ASSIGNMENT: The answer should be a number alone: the count of lines in the listing below that include "Debug".
□ □ □
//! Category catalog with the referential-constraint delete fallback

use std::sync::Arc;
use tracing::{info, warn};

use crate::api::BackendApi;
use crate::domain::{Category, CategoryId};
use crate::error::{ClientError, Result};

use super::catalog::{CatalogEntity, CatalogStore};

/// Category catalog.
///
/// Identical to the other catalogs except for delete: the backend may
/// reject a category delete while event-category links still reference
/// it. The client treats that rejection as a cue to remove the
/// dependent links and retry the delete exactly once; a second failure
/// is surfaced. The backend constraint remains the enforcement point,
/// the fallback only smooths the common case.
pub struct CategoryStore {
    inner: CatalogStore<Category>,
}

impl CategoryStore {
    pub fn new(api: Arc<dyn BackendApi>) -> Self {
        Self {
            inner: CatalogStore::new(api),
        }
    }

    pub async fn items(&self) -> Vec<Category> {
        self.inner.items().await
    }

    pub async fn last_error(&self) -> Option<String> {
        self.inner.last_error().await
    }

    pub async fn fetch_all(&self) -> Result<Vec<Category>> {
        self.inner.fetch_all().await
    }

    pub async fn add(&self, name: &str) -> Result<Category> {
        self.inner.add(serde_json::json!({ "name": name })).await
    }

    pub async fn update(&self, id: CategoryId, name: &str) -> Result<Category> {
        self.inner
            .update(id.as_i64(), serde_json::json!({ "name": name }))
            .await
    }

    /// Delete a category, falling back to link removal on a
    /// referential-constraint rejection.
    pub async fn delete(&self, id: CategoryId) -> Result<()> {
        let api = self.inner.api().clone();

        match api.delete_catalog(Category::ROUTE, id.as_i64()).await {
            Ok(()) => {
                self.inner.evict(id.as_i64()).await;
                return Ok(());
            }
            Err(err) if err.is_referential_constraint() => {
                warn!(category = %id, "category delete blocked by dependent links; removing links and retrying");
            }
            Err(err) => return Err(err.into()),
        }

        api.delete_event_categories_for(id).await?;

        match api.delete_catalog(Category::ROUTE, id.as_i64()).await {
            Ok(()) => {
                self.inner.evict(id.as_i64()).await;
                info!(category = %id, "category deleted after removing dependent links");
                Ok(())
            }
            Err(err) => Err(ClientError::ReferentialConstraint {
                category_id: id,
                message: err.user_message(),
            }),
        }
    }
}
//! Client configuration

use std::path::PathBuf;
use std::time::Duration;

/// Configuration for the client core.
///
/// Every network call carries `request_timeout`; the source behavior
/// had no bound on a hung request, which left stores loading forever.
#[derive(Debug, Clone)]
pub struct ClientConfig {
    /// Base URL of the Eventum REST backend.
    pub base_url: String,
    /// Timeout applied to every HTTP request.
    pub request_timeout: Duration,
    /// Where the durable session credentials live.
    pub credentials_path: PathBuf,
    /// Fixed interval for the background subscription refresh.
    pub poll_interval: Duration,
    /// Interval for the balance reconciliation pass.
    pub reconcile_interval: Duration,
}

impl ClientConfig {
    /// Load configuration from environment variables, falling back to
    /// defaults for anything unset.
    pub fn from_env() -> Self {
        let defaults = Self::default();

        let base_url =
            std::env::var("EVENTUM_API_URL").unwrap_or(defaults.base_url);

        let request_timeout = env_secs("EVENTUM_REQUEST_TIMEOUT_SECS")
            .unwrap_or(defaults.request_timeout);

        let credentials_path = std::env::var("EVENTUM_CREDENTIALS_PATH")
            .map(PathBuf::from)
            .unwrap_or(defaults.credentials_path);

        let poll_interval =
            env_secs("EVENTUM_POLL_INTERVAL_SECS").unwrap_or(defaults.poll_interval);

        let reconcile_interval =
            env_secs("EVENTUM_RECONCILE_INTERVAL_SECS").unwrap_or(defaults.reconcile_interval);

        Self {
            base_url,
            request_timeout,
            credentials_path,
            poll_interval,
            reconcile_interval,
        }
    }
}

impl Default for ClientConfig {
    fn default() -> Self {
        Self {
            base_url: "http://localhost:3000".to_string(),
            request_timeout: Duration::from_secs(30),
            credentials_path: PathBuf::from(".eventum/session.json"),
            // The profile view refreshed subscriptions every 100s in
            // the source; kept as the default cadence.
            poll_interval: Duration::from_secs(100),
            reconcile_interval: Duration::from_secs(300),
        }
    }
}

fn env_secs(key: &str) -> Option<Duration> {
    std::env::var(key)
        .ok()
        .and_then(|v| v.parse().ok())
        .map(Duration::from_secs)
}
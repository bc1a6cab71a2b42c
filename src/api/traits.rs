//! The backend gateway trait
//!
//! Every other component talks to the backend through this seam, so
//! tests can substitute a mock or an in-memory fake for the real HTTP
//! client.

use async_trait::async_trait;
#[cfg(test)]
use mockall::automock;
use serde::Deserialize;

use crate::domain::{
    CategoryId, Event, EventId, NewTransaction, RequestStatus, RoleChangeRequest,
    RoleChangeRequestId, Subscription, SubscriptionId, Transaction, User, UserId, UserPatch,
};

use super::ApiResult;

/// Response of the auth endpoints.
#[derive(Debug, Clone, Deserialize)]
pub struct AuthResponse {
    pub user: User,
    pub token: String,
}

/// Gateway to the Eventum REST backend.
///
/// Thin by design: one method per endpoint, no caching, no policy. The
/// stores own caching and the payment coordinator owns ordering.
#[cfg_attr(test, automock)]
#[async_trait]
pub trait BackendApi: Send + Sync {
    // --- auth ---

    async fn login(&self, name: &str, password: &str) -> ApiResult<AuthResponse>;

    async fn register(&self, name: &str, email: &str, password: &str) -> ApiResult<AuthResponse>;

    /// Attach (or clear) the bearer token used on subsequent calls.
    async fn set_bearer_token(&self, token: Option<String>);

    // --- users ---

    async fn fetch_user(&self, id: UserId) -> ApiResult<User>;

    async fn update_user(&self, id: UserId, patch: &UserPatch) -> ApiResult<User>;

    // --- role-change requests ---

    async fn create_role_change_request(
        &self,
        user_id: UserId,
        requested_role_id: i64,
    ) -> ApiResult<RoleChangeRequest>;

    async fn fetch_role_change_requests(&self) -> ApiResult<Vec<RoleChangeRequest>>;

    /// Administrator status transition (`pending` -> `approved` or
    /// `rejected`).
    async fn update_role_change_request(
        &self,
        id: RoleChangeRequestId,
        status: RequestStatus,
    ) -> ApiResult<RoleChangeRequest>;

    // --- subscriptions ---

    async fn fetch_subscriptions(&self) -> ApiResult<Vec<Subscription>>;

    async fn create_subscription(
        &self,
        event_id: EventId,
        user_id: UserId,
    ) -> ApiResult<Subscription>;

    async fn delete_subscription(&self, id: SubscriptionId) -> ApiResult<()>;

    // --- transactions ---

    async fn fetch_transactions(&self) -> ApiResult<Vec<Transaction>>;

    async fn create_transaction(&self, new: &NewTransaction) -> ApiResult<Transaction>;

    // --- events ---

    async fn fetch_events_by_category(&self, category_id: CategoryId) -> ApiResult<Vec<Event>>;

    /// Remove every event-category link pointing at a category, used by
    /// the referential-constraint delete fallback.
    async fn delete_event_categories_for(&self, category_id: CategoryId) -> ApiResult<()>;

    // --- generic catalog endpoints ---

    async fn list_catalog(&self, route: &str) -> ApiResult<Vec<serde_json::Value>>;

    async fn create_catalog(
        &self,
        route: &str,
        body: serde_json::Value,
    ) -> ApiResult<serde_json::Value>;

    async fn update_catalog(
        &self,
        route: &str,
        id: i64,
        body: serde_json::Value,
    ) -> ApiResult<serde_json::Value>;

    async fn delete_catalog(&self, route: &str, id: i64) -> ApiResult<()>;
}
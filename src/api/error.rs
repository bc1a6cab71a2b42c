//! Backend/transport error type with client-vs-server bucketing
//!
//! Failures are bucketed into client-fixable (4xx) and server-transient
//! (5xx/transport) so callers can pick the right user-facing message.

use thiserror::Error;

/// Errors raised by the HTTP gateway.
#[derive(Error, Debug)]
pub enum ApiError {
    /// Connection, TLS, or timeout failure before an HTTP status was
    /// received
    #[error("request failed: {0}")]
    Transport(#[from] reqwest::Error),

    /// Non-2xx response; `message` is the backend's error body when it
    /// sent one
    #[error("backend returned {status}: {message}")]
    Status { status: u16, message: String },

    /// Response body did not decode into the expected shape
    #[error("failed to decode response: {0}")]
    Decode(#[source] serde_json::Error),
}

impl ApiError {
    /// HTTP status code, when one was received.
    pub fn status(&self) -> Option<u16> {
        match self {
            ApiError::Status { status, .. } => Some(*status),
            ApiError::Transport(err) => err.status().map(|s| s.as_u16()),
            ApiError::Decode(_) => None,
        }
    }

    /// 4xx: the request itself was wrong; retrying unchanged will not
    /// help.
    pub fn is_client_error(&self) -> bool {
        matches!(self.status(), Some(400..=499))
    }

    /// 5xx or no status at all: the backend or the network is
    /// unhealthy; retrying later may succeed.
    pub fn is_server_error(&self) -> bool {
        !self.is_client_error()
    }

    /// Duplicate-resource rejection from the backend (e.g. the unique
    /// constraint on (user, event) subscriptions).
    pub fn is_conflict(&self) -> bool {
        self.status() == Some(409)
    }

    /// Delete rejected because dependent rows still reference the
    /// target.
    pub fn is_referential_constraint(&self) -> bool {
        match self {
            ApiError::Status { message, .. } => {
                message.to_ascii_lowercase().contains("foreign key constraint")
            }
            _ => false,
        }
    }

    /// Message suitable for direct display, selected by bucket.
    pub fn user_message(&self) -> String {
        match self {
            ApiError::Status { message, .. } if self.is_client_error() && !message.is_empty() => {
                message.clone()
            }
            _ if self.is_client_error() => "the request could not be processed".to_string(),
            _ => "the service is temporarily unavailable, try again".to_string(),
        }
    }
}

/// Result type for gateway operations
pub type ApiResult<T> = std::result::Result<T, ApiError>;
□ □ □
TASK SOLUTION: 3